We've spent a lot of time trying to get Mob Boss Mitch to hold Senate votes on good bills passed by the House, but sadly, it's also like pulling teeth to get Democratic House leadership to consider some good bills. Case in point: H.R. 1046, the Medicare Negotiation and Competitive Licensing Act of 2019, which would, as its title suggests, finally let Medicare negotiate its drug prices on behalf of our seniors -- and would empower our government to manufacture its own generics if big pharma corporations refuse to negotiate in good faith. Why would Democratic leadership not want a vote on that? Could it be because Democratic leadership is far better at raising money from big corporations -- including big pharma corporations -- than they are at legislating? It's a question worth asking! Or, more precisely, it's a question worth making moot by demanding that Democratic House leaders allow a vote on the Medicare Negotiation and Competitive Licensing Act, which Social Security Works helps you do.
CREDO helps you tell your House Reps to pass H.R. 29975, the Women's Health Protection Act. The Women's Health Protection Act would prevent states from passing legislation outlawing (or putting onerous restrictions upon) abortion; you may have noticed that states have been doing a lot of these things lately.

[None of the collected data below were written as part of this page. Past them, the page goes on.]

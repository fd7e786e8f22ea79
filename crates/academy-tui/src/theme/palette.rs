//! Color palette.

use ratatui::style::Color;

// --- Background layers ---
pub const DEEPEST_BG: Color = Color::Black;
pub const POPUP_BG: Color = Color::Rgb(28, 33, 43);

// --- Borders ---
pub const BORDER_DIM: Color = Color::DarkGray;
pub const BORDER_ACTIVE: Color = Color::Cyan;

// --- Accent ---
pub const ACCENT: Color = Color::Cyan;

// --- Text ---
pub const TEXT_PRIMARY: Color = Color::White;
pub const TEXT_SECONDARY: Color = Color::Gray;
pub const TEXT_MUTED: Color = Color::DarkGray;
pub const CONTRAST_FG: Color = Color::Black;

// --- Tones used by difficulty badges and category chips ---
pub const TONE_GREEN: Color = Color::Green;
pub const TONE_BLUE: Color = Color::Blue;
pub const TONE_PURPLE: Color = Color::Magenta;
pub const TONE_ORANGE: Color = Color::Rgb(249, 115, 22);
pub const TONE_YELLOW: Color = Color::Yellow;
pub const TONE_PINK: Color = Color::LightMagenta;
pub const TONE_INDIGO: Color = Color::Rgb(129, 140, 248);
pub const TONE_TEAL: Color = Color::Rgb(20, 184, 166);
pub const TONE_RED: Color = Color::Red;
pub const TONE_CYAN: Color = Color::Cyan;
pub const TONE_NEUTRAL: Color = Color::Gray;

// --- Tints: dark washes behind category chips ---
pub const TINT_GREEN: Color = Color::Rgb(20, 53, 34);
pub const TINT_BLUE: Color = Color::Rgb(23, 37, 84);
pub const TINT_PURPLE: Color = Color::Rgb(59, 7, 100);
pub const TINT_ORANGE: Color = Color::Rgb(67, 20, 7);
pub const TINT_YELLOW: Color = Color::Rgb(66, 32, 6);
pub const TINT_PINK: Color = Color::Rgb(80, 7, 36);
pub const TINT_INDIGO: Color = Color::Rgb(30, 27, 75);
pub const TINT_TEAL: Color = Color::Rgb(4, 47, 46);
pub const TINT_RED: Color = Color::Rgb(69, 10, 10);
pub const TINT_CYAN: Color = Color::Rgb(8, 51, 68);
pub const TINT_NEUTRAL: Color = Color::Rgb(39, 39, 42);

// --- Content blocks ---
pub const CALLOUT: Color = Color::Yellow;
pub const LINK: Color = Color::LightBlue;
pub const CHECK: Color = Color::Green;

Would you respond that we should let the smallest government make the most decisions about the most people's health and welfare? I am, after all, neither immune to nor automatically disdainful of such arguments! But you're better off taking that argument up with our Constitution, because our Supreme Court's Roe v. Wade decision specifically says we cannot leave the legality of abortion up to the states. Given the current composition of our Court, that argument may not hold much longer. But I'll still oppose outlawing a procedure when only half of Americans (i.e., women) could ever serve time for it -- I mean, the only fair thing to do would be imprison men for the ill-considered sex that also contributed to the abortion, and I know no man in America would support that.

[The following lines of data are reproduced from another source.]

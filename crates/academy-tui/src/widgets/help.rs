//! Keyboard help overlay

use ratatui::{
    buffer::Buffer,
    layout::Rect,
    text::{Line, Span},
    widgets::{Clear, Paragraph, Widget},
};

use super::modal_overlay::{centered_rect, dim_background};
use crate::text::pad_to;
use crate::theme::styles;

pub const HELP_TITLE: &str = " 快捷键 ";

const KEY_COLUMN: usize = 14;

const SECTIONS: &[(&str, &[(&str, &str)])] = &[
    (
        "模块页面",
        &[
            ("↑/k ↓/j", "滚动一行"),
            ("PgUp PgDn", "翻页"),
            ("g / G", "跳到顶部 / 底部"),
            ("←/p →/n", "上一个 / 下一个模块"),
            ("Esc / h", "返回首页"),
        ],
    ),
    (
        "首页",
        &[
            ("↑/k ↓/j", "选择模块"),
            ("Enter", "打开模块"),
            ("/", "搜索"),
        ],
    ),
    ("通用", &[("?", "显示 / 关闭帮助"), ("q / Ctrl+C", "退出")]),
];

/// Centered list of key bindings over a dimmed page
pub struct HelpOverlay;

impl HelpOverlay {
    fn lines() -> Vec<Line<'static>> {
        let mut lines = Vec::new();
        for (index, (section, bindings)) in SECTIONS.iter().enumerate() {
            if index > 0 {
                lines.push(Line::default());
            }
            lines.push(Line::from(Span::styled(*section, styles::section_heading())));
            for (key, action) in bindings.iter() {
                lines.push(Line::from(vec![
                    Span::styled(format!("  {}", pad_to(key, KEY_COLUMN)), styles::keybinding()),
                    Span::styled(*action, styles::text_primary()),
                ]));
            }
        }
        lines
    }
}

impl Widget for HelpOverlay {
    fn render(self, area: Rect, buf: &mut Buffer) {
        dim_background(buf, area);

        let lines = Self::lines();
        let height = lines.len() as u16 + 2;
        let modal = centered_rect(44, height, area);

        Clear.render(modal, buf);
        let block = styles::modal_block(HELP_TITLE);
        let inner = block.inner(modal);
        block.render(modal, buf);
        Paragraph::new(lines).render(inner, buf);
    }
}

Consumer Reports helps you tell your Congressfolk to pass legislation that would ban unsafe baby sleepers, like the Fisher-Price Rock 'n Play, and other unsafe baby products. An April Consumer Reports investigation revealed that sleepers like these have helped kill over three dozen babies, and you can't just pretend you're Brit Hume and say that's not so big a number, because every baby is the apple of someone's eye. And our Consumer Product Safety Commission knew, for several years, that the Rock 'n Play had helped kill babies, but took no action until the aforementioned investigation revealed more deaths than our CPSC had said. Consumer Reports will also help you call for a ban on crib bumper pads that help cause suffocation and strangulation, and tougher safety standards for dressers so they don't tip over on babies, since that also leads to over two dozen deaths annually. Again, if these numbers don't seem so impressive, just imagine it's your baby. That should do it.

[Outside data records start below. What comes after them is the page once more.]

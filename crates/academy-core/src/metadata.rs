//! Display metadata derived from a module's difficulty and category.
//!
//! Both derivers are total: every input string produces a value, and
//! unrecognized inputs map to an explicit neutral fallback.

use serde::Serialize;

use crate::types::{Category, Difficulty, Tint, Tone};

/// Badge and explanation for a difficulty level
#[derive(Debug, Clone, Copy, PartialEq, Eq, Serialize)]
pub struct DifficultyInfo {
    pub difficulty: Difficulty,
    /// Short badge text
    pub label: &'static str,
    pub tone: Tone,
    /// One-sentence explanation shown next to the badge
    pub description: &'static str,
}

/// Derive the difficulty badge for a raw dataset value
pub fn difficulty_info(raw: &str) -> DifficultyInfo {
    let difficulty = Difficulty::parse(raw);
    let (label, tone, description) = match difficulty {
        Difficulty::Beginner => (
            "初级",
            Tone::Green,
            "适合零基础的新手，无需任何前置知识即可开始学习。",
        ),
        Difficulty::Intermediate => (
            "中级",
            Tone::Yellow,
            "需要一定的基础知识，建议先完成入门模块再学习。",
        ),
        Difficulty::Advanced => (
            "高级",
            Tone::Red,
            "面向有经验的用户，涉及较深的技术细节与实践操作。",
        ),
        Difficulty::Unknown => ("未知", Tone::Neutral, "难度未指定"),
    };

    DifficultyInfo {
        difficulty,
        label,
        tone,
        description,
    }
}

/// Icon slot for a category. The renderer resolves slots to glyphs.
#[derive(Debug, Clone, Copy, PartialEq, Eq, Hash, Serialize)]
#[serde(rename_all = "snake_case")]
pub enum CategoryIcon {
    Link,
    Wrench,
    Gift,
    Pickaxe,
    Exchange,
    Image,
    Code,
    Users,
    Palette,
    Megaphone,
    QuestionMark,
}

/// Icon, label and colors for a category
#[derive(Debug, Clone, Copy, PartialEq, Eq, Serialize)]
pub struct CategoryInfo {
    pub category: Category,
    pub label: &'static str,
    pub icon: CategoryIcon,
    pub text_tone: Tone,
    pub background_tone: Tint,
}

/// Derive the category icon and colors for a raw dataset value
pub fn category_info(raw: &str) -> CategoryInfo {
    let category = Category::parse(raw);
    let (label, icon, tone) = match category {
        Category::Blockchain => ("区块链", CategoryIcon::Link, Tone::Blue),
        Category::Tools => ("工具", CategoryIcon::Wrench, Tone::Teal),
        Category::Airdrops => ("空投", CategoryIcon::Gift, Tone::Pink),
        Category::Mining => ("挖矿", CategoryIcon::Pickaxe, Tone::Orange),
        Category::Exchange => ("交易所", CategoryIcon::Exchange, Tone::Green),
        Category::Nft => ("NFT", CategoryIcon::Image, Tone::Purple),
        Category::Development => ("开发", CategoryIcon::Code, Tone::Indigo),
        Category::Community => ("社区", CategoryIcon::Users, Tone::Yellow),
        Category::Design => ("设计", CategoryIcon::Palette, Tone::Red),
        Category::Marketing => ("营销", CategoryIcon::Megaphone, Tone::Cyan),
        Category::Unknown => ("其他", CategoryIcon::QuestionMark, Tone::Neutral),
    };

    CategoryInfo {
        category,
        label,
        icon,
        text_tone: tone,
        background_tone: Tint(tone),
    }
}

In the wake of the news that our government is actually making a defense contractor pay for overcharging our government -- not a big-name defense contractor, nor a huge amount of money ($16 million) in the context of a $700 million-plus annual defense budget, but it's still a good work -- a consortium of good government groups (including Public Citizen, Roots Action, and Win Without War) helps you demand a $200 billion annual cut in defense spending. I often hesitate to put a number out there that looks arbitrary, but you don't even have to know that we already spend more on defense than the next seven countries combined to know that we can afford it -- you only need know that we routinely throw billions of dollars at weapons that clearly don't work. Which is to say they don't actually help defend us -- at "enriching corporate CEOs" and "funneling corporate welfare to big corporations," I guess these weapons do work. Call me old-fashioned, but I think defense spending ought to defend.